Development of marker-based quantification methods for Diospyros Montana Roxb using DoE approach and in-silico anti-diabetic screening of selected phytoconstituents of the Diospyros genus.

Abstract

Diabetes mellitus is a rising global health issue, necessitating effective and affordable treatments. This study aimed to develop marker-based quantification methods for Diospyros montana Roxb using a DoE approach and conduct in-silico anti-diabetic screening of its phytoconstituents. Methanolic extracts of the plant underwent fractionation, with the chloroform fraction used for simultaneous HPLC quantification of Plumbagin and Juglone.
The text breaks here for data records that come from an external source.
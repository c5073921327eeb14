//! In-process permission backend driven by a script
//!
//! Used by the demo binary and by tests in place of a platform prompt.

use parking_lot::Mutex;
use std::collections::{HashMap, HashSet, VecDeque};
use std::time::Duration;
use tracing::debug;

use super::{PermissionBackend, PermissionResponder, PermissionResult};
use crate::device::{Device, DeviceId};
use crate::error::Result;

/// How the simulated user answers a prompt
#[derive(Debug, Clone, Copy, PartialEq, Eq)]
pub enum ScriptedResponse {
    Grant,
    Deny,
    DenyPermanently,
    /// Never answer; the responder is held until `respond_held`
    Ignore,
}

#[derive(Default)]
struct ScriptState {
    default: Option<ScriptedResponse>,
    per_device: HashMap<DeviceId, VecDeque<ScriptedResponse>>,
    granted: HashSet<DeviceId>,
    denied: HashSet<DeviceId>,
    requests: Vec<DeviceId>,
    held: Vec<PermissionResponder>,
}

/// Scripted [`PermissionBackend`]
///
/// Grants are remembered, so later requests for the same device skip the
/// prompt, just like a platform that persists the user's choice.
pub struct ScriptedPermissions {
    state: Mutex<ScriptState>,
    delay: Duration,
}

impl ScriptedPermissions {
    pub fn new(default: ScriptedResponse) -> Self {
        Self {
            state: Mutex::new(ScriptState {
                default: Some(default),
                ..Default::default()
            }),
            delay: Duration::ZERO,
        }
    }

    /// Answer prompts after `delay` instead of immediately
    pub fn with_delay(mut self, delay: Duration) -> Self {
        self.delay = delay;
        self
    }

    /// Change the answer used when no per-device script is queued
    pub fn set_default(&self, response: ScriptedResponse) {
        self.state.lock().default = Some(response);
    }

    /// Queue an answer for the next prompt of `device`
    pub fn push(&self, device: DeviceId, response: ScriptedResponse) {
        self.state
            .lock()
            .per_device
            .entry(device)
            .or_default()
            .push_back(response);
    }

    /// Pre-grant access without prompting
    pub fn grant(&self, device: DeviceId) {
        self.state.lock().granted.insert(device);
    }

    /// Forget a grant (the device was replugged)
    pub fn revoke(&self, device: DeviceId) {
        self.state.lock().granted.remove(&device);
    }

    /// Devices prompted for, in order
    pub fn requests(&self) -> Vec<DeviceId> {
        self.state.lock().requests.clone()
    }

    /// Answer every held prompt. Returns whether any was still pending.
    pub fn respond_held(&self, result: PermissionResult) -> bool {
        let held: Vec<_> = self.state.lock().held.drain(..).collect();
        let mut delivered = false;
        for responder in held {
            self.record(responder.device(), result);
            delivered |= responder.respond(result);
        }
        delivered
    }

    fn record(&self, device: DeviceId, result: PermissionResult) {
        let mut state = self.state.lock();
        match result {
            PermissionResult::Granted => {
                state.granted.insert(device);
                state.denied.remove(&device);
            }
            PermissionResult::Denied => {
                state.denied.insert(device);
            }
            PermissionResult::DeniedPermanently => {
                state.denied.remove(&device);
            }
        }
    }
}

impl PermissionBackend for ScriptedPermissions {
    fn has_access(&self, device: &Device) -> bool {
        self.state.lock().granted.contains(&device.id)
    }

    fn should_explain_rationale(&self, device: &Device) -> bool {
        self.state.lock().denied.contains(&device.id)
    }

    fn request(&self, device: &Device, responder: PermissionResponder) -> Result<()> {
        let response = {
            let mut state = self.state.lock();
            state.requests.push(device.id);
            let scripted = state
                .per_device
                .get_mut(&device.id)
                .and_then(|queue| queue.pop_front());
            scripted
                .or(state.default)
                .unwrap_or(ScriptedResponse::Ignore)
        };
        debug!("Scripted permission answer for device {}: {:?}", device.id, response);

        let result = match response {
            ScriptedResponse::Grant => PermissionResult::Granted,
            ScriptedResponse::Deny => PermissionResult::Denied,
            ScriptedResponse::DenyPermanently => PermissionResult::DeniedPermanently,
            ScriptedResponse::Ignore => {
                self.state.lock().held.push(responder);
                return Ok(());
            }
        };
        self.record(device.id, result);

        if self.delay.is_zero() {
            responder.respond(result);
        } else {
            let delay = self.delay;
            tokio::spawn(async move {
                tokio::time::sleep(delay).await;
                responder.respond(result);
            });
        }
        Ok(())
    }
}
The in-vitro anti-diabetic effects were evaluated through alpha-amylase and alpha-glucosidase inhibition assays. Cytoscape 3.7.2 was used to construct networks linking phytoconstituents to Type-2 diabetes targets and pathways, while docking studies involved proteins 1SO2, 3H1V, and 5DXU. A validated HPLC method quantified Plumbagin (Rt: 4.618) and Juglone (Rt: 3.998). The chloroform fraction showed significant enzyme inhibition with IC50 values of 36.775 and 33.124. Gene network analysis highlighted 8-hydroxyisodiospyrin, and docking revealed Astragalin's strong binding to 3H1V (score: -10.537). This study underscores Diospyros montana Roxb potential in diabetes management, warranting further research.